#### [EXERCISE]
Beginning with the opening line, restate the following material exactly, up through the line that contains "acquisition is an".

#### [GIVEN RECORDS]
------------------------------------------------------------------------

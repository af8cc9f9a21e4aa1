//! Error types for coordination primitives.

use grove_kv::StoreError;
use snafu::Snafu;

/// Errors from coordination primitives.
///
/// Lock contention is not represented here: a contended acquisition is an
/// ordinary [`LockAttempt::Contended`](crate::LockAttempt::Contended) value.
/// Only [`LockManager::with_lock`](crate::LockManager::with_lock) turns it into
/// [`CoordinationError::LockNotAcquired`].
#[derive(Debug, Snafu)]
#[snafu(visibility(pub))]
pub enum CoordinationError {
    /// The backing store rejected a command or the transport failed.
    #[snafu(display("store error: {source}"))]
    Store {
        /// The underlying error.
        source: StoreError,
    },

    /// Caller supplied an invalid argument or configuration.
    #[snafu(display("invalid argument: {message}"))]
    InvalidArgument {
        /// What was wrong.
        message: String,
    },

    /// No pooled connection became available in time.
    #[snafu(display("timed out after {waited_ms}ms waiting for a pooled connection"))]
    PoolTimeout {
        /// How long the caller waited.
        waited_ms: u64,
    },

    /// The pool has been closed.
    #[snafu(display("connection pool is closed"))]
    PoolClosed,

    /// A scoped lock could not be acquired.
    #[snafu(display("failed to acquire lock '{key}': {reason}"))]
    LockNotAcquired {
        /// The lock key.
        key: String,
        /// Why acquisition gave up.
        reason: String,
    },

    /// A stored record could not be parsed.
    #[snafu(display("corrupted record '{key}': {reason}"))]
    CorruptedRecord {
        /// The store key.
        key: String,
        /// Description of what went wrong.
        reason: String,
    },
}

impl From<StoreError> for CoordinationError {
    fn from(source: StoreError) -> Self {
        CoordinationError::Store { source }
    }
}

------------------------------------------------------------------------

#### [SOLVED PROBLEM]
repository af8cc9f9a21e4aa1
//! Error types for coordination primitives.

use grove_kv::StoreError;
use snafu::Snafu;

/// Errors from coordination primitives.
///
/// Lock contention is not represented here: a contended acquisition is an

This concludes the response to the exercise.